All of the entries are to be written out again verbatim.

Task input>
• • • • •
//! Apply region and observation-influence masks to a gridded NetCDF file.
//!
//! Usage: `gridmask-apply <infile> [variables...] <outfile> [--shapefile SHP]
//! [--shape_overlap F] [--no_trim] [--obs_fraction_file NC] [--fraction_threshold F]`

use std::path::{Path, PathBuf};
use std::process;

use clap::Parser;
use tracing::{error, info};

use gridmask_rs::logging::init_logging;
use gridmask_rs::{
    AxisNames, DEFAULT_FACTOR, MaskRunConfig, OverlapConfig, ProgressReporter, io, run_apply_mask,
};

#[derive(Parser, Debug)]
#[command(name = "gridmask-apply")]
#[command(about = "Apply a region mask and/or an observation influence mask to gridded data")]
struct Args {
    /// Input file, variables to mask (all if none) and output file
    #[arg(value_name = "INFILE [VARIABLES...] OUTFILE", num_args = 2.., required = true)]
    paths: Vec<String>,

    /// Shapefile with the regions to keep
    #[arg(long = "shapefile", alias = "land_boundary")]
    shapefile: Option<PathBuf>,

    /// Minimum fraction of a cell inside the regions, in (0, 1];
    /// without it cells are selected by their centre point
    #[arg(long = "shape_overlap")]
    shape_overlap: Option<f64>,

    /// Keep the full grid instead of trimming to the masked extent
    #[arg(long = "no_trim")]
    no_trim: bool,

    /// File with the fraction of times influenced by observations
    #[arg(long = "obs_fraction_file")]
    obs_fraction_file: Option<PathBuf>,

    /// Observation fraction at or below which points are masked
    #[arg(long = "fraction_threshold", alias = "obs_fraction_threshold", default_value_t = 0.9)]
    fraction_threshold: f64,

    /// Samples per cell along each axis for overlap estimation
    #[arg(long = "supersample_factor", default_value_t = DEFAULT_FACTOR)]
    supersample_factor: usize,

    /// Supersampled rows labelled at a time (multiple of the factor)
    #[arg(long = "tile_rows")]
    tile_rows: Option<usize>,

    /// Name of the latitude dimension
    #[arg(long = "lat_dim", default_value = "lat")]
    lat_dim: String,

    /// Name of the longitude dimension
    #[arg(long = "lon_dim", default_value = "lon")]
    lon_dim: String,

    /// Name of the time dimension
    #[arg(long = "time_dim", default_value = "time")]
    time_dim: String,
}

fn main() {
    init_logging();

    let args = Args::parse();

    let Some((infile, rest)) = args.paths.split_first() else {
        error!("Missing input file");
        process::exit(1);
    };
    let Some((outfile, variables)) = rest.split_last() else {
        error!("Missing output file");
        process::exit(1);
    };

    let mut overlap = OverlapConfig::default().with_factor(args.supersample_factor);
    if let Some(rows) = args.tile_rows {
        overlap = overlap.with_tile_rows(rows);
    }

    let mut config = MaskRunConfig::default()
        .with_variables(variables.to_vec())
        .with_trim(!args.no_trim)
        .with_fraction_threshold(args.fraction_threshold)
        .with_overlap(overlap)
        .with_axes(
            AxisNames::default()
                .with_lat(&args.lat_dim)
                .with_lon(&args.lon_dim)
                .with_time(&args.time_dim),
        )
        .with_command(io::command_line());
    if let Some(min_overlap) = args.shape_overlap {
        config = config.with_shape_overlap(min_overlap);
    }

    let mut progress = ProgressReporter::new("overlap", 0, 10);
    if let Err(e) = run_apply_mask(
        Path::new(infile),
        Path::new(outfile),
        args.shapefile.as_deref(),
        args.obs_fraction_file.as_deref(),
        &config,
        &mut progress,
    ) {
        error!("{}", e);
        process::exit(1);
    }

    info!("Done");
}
• • • • •
Solution below>
//! Apply region and observation-influence masks to a gridded NetCDF file.
//!
//! Usage: `gridmask-apply <infile> [variables...] <outfile> [--shapefile SHP]
//! [--shape_overlap F] [--no_trim] [--obs_fraction_file NC] [--fraction_threshold F]`

use std::path::{Path, PathBuf};
use std::process;

use clap::Parser;
use tracing::{error, info};

use gridmask_rs::logging::init_logging;
use gridmask_rs::{
    AxisNames, DEFAULT_FACTOR, MaskRunConfig, OverlapConfig, ProgressReporter, io, run_apply_mask,
};

#[derive(Parser, Debug)]
#[command(name = "gridmask-apply")]
#[command(about = "Apply a region mask and/or an observation influence mask to gridded data")]
struct Args {
    /// Input file, variables to mask (all if none) and output file
    #[arg(value_name = "INFILE [VARIABLES...] OUTFILE", num_args = 2.., required = true)]
    paths: Vec<String>,

    /// Shapefile with the regions to keep
    #[arg(long = "shapefile", alias = "land_boundary")]
    shapefile: Option<PathBuf>,

    /// Minimum fraction of a cell inside the regions, in (0, 1];
    /// without it cells are selected by their centre point
    #[arg(long = "shape_overlap")]
    shape_overlap: Option<f64>,

    /// Keep the full grid instead of trimming to the masked extent
    #[arg(long = "no_trim")]
    no_trim: bool,

    /// File with the fraction of times influenced by observations
    #[arg(long = "obs_fraction_file")]
    obs_fraction_file: Option<PathBuf>,

    /// Observation fraction at or below which points are masked
    #[arg(long = "fraction_threshold", alias = "obs_fraction_threshold", default_value_t = 0.9)]
    fraction_threshold: f64,

    /// Samples per cell along each axis for overlap estimation
    #[arg(long = "supersample_factor", default_value_t = DEFAULT_FACTOR)]
    supersample_factor: usize,

    /// Supersampled rows labelled at a time (multiple of the factor)
    #[arg(long = "tile_rows")]
    tile_rows: Option<usize>,

    /// Name of the latitude dimension
    #[arg(long = "lat_dim", default_value = "lat")]
    lat_dim: String,

    /// Name of the longitude dimension
    #[arg(long = "lon_dim", default_value = "lon")]
    lon_dim: String,

    /// Name of the time dimension
    #[arg(long = "time_dim", default_value = "time")]
    time_dim: String,
}

fn main() {
    init_logging();

    let args = Args::parse();

    let Some((infile, rest)) = args.paths.split_first() else {
        error!("Missing input file");
        process::exit(1);
    };
    let Some((outfile, variables)) = rest.split_last() else {
        error!("Missing output file");
        process::exit(1);
    };

    let mut overlap = OverlapConfig::default().with_factor(args.supersample_factor);
    if let Some(rows) = args.tile_rows {
        overlap = overlap.with_tile_rows(rows);
    }

    let mut config = MaskRunConfig::default()
        .with_variables(variables.to_vec())
        .with_trim(!args.no_trim)
        .with_fraction_threshold(args.fraction_threshold)
        .with_overlap(overlap)
        .with_axes(
            AxisNames::default()
                .with_lat(&args.lat_dim)
                .with_lon(&args.lon_dim)
                .with_time(&args.time_dim),
        )
        .with_command(io::command_line());
    if let Some(min_overlap) = args.shape_overlap {
        config = config.with_shape_overlap(min_overlap);
    }

    let mut progress = ProgressReporter::new("overlap", 0, 10);
    if let Err(e) = run_apply_mask(
        Path::new(infile),
        Path::new(outfile),
        args.shapefile.as_deref(),
        args.obs_fraction_file.as_deref(),
        &config,
        &mut progress,
    ) {
        error!("{}", e);
        process::exit(1);
    }

    info!("Done");
}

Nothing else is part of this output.